Check each line below for the word "struct", and copy those that have it.

Start of MATERIAL SHOWN

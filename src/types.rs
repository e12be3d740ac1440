//! Core data types for Proctor Flux
//!
//! These types flow through the pipeline: raw events from the host are
//! appended to capture buffers, reduced to feature vectors, and packaged into
//! window reports for submission and persistence.

use chrono::{DateTime, Utc};
use serde::{Deserialize, Serialize};

use crate::features::layout::FeatureLayout;
use crate::stats::finite_or_zero;

/// Key transition
#[derive(Debug, Clone, Copy, PartialEq, Eq, Hash, Serialize, Deserialize)]
#[serde(rename_all = "snake_case")]
pub enum KeyPhase {
    Down,
    Up,
}

/// A single keyboard transition
#[derive(Debug, Clone, PartialEq, Serialize, Deserialize)]
pub struct RawKeyEvent {
    /// Logical key identity (e.g. `"a"`, `"Shift"`, `"Backspace"`), not a keycode
    pub key: String,
    pub phase: KeyPhase,
    /// Monotonic milliseconds
    pub timestamp: f64,
}

impl RawKeyEvent {
    pub fn down(key: impl Into<String>, timestamp: f64) -> Self {
        Self {
            key: key.into(),
            phase: KeyPhase::Down,
            timestamp,
        }
    }

    pub fn up(key: impl Into<String>, timestamp: f64) -> Self {
        Self {
            key: key.into(),
            phase: KeyPhase::Up,
            timestamp,
        }
    }
}

/// Pointer, clipboard and visibility event kinds
#[derive(Debug, Clone, Copy, PartialEq, Eq, Hash, Serialize, Deserialize)]
#[serde(rename_all = "snake_case")]
pub enum PointerKind {
    Move,
    Click,
    Hover,
    DoubleClick,
    Copy,
    Cut,
    Paste,
    FocusChange,
}

impl PointerKind {
    /// Whether events of this kind carry cursor coordinates
    pub fn is_positional(self) -> bool {
        matches!(
            self,
            PointerKind::Move | PointerKind::Click | PointerKind::Hover | PointerKind::DoubleClick
        )
    }
}

/// Cursor position in CSS pixels
#[derive(Debug, Clone, Copy, PartialEq, Serialize, Deserialize)]
pub struct Point {
    pub x: f64,
    pub y: f64,
}

impl Point {
    pub fn new(x: f64, y: f64) -> Self {
        Self { x, y }
    }

    pub fn distance(&self, other: &Point) -> f64 {
        (other.x - self.x).hypot(other.y - self.y)
    }
}

/// A single pointer-level event
#[derive(Debug, Clone, PartialEq, Serialize, Deserialize)]
pub struct RawPointerEvent {
    pub kind: PointerKind,
    #[serde(default, skip_serializing_if = "Option::is_none")]
    pub x: Option<f64>,
    #[serde(default, skip_serializing_if = "Option::is_none")]
    pub y: Option<f64>,
    /// Monotonic milliseconds
    pub timestamp: f64,
    /// Tab visibility after a `FocusChange`
    #[serde(default, skip_serializing_if = "Option::is_none")]
    pub visible: Option<bool>,
}

impl RawPointerEvent {
    pub fn new(kind: PointerKind, x: Option<f64>, y: Option<f64>, timestamp: f64) -> Self {
        Self {
            kind,
            x,
            y,
            timestamp,
            visible: None,
        }
    }

    /// Positional event at `(x, y)`
    pub fn at(kind: PointerKind, x: f64, y: f64, timestamp: f64) -> Self {
        Self::new(kind, Some(x), Some(y), timestamp)
    }

    /// Tab visibility change
    pub fn focus_change(visible: bool, timestamp: f64) -> Self {
        Self {
            kind: PointerKind::FocusChange,
            x: None,
            y: None,
            timestamp,
            visible: Some(visible),
        }
    }

    /// Cursor position, if this event contributes spatially.
    ///
    /// Non-positional kinds and missing or non-finite coordinates yield `None`.
    pub fn position(&self) -> Option<Point> {
        if !self.kind.is_positional() {
            return None;
        }
        match (self.x, self.y) {
            (Some(x), Some(y)) if x.is_finite() && y.is_finite() => Some(Point::new(x, y)),
            _ => None,
        }
    }
}

/// Fixed-length, position-significant numeric vector
#[derive(Debug, Clone, PartialEq, Serialize, Deserialize)]
pub struct FeatureVector {
    pub layout: FeatureLayout,
    pub values: Vec<f64>,
}

impl FeatureVector {
    /// Build a vector for `layout`, coercing non-finite values to zero and
    /// padding or truncating to the layout length.
    pub fn new(layout: FeatureLayout, mut values: Vec<f64>) -> Self {
        values.resize(layout.len(), 0.0);
        for v in values.iter_mut() {
            *v = finite_or_zero(*v);
        }
        Self { layout, values }
    }

    /// All-zero vector of the layout's length
    pub fn zeros(layout: FeatureLayout) -> Self {
        Self {
            layout,
            values: vec![0.0; layout.len()],
        }
    }

    pub fn len(&self) -> usize {
        self.values.len()
    }

    pub fn is_empty(&self) -> bool {
        self.values.is_empty()
    }

    pub fn as_slice(&self) -> &[f64] {
        &self.values
    }

    /// Look up a value by feature name
    pub fn get(&self, name: &str) -> Option<f64> {
        self.layout
            .index_of(name)
            .and_then(|i| self.values.get(i).copied())
    }

    /// Whether every element is zero (nothing happened in the window)
    pub fn is_zero(&self) -> bool {
        self.values.iter().all(|v| *v == 0.0)
    }
}

/// Span over which one pair of vectors was computed
#[derive(Debug, Clone, PartialEq, Serialize, Deserialize)]
pub struct MeasurementWindow {
    pub start: DateTime<Utc>,
    pub end: DateTime<Utc>,
    /// Question the window belongs to, for per-question calibration
    #[serde(skip_serializing_if = "Option::is_none")]
    pub question_index: Option<u32>,
}

impl MeasurementWindow {
    pub fn duration_secs(&self) -> f64 {
        (self.end - self.start).num_milliseconds() as f64 / 1000.0
    }
}

/// Window lifecycle state of a session aggregator
#[derive(Debug, Clone, Copy, PartialEq, Eq, Serialize, Deserialize)]
#[serde(rename_all = "snake_case")]
pub enum WindowState {
    /// Buffers empty, window not yet started
    Idle,
    /// At least one event recorded since the last flush
    Accumulating,
    /// Vectors computed and buffers cleared. Holds the same data as an empty
    /// Idle window; the next capture call moves to Idle or Accumulating.
    Flushed,
}

/// What a window submission carries
#[derive(Debug, Clone, Copy, Default, PartialEq, Eq, Serialize, Deserialize)]
#[serde(rename_all = "snake_case")]
pub enum TransportMode {
    /// Pre-reduced feature vectors only
    #[default]
    Vectors,
    /// Raw event batches only
    RawEvents,
    /// Vectors and raw batches
    Both,
}

impl TransportMode {
    pub fn includes_vectors(self) -> bool {
        matches!(self, TransportMode::Vectors | TransportMode::Both)
    }

    pub fn includes_raw(self) -> bool {
        matches!(self, TransportMode::RawEvents | TransportMode::Both)
    }
}

/// Clipboard and visibility counters observed in a window
#[derive(Debug, Clone, Default, PartialEq, Serialize, Deserialize)]
pub struct PointerActivity {
    /// Copy and cut events
    pub copy_cut: u32,
    pub paste: u32,
    pub double_click: u32,
    /// Seconds spent with the tab hidden
    pub inactive_duration_secs: f64,
}

/// Result of flushing one measurement window
#[derive(Debug, Clone, Serialize, Deserialize)]
pub struct WindowReport {
    pub window: MeasurementWindow,
    pub keystroke_vector: FeatureVector,
    pub pointer_vector: FeatureVector,
    pub activity: PointerActivity,
    #[serde(skip_serializing_if = "Option::is_none")]
    pub raw_keystrokes: Option<Vec<RawKeyEvent>>,
    #[serde(skip_serializing_if = "Option::is_none")]
    pub raw_pointer: Option<Vec<RawPointerEvent>>,
    pub keystroke_count: usize,
    pub pointer_count: usize,
}

impl WindowReport {
    /// Whether no event at all was captured in the window
    pub fn is_empty(&self) -> bool {
        self.keystroke_count == 0 && self.pointer_count == 0
    }
}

End of MATERIAL SHOWN

EXERCISE OUTPUT:
pub struct RawKeyEvent {
pub struct Point {
pub struct RawPointerEvent {
pub struct FeatureVector {
pub struct MeasurementWindow {
pub struct PointerActivity {
pub struct WindowReport {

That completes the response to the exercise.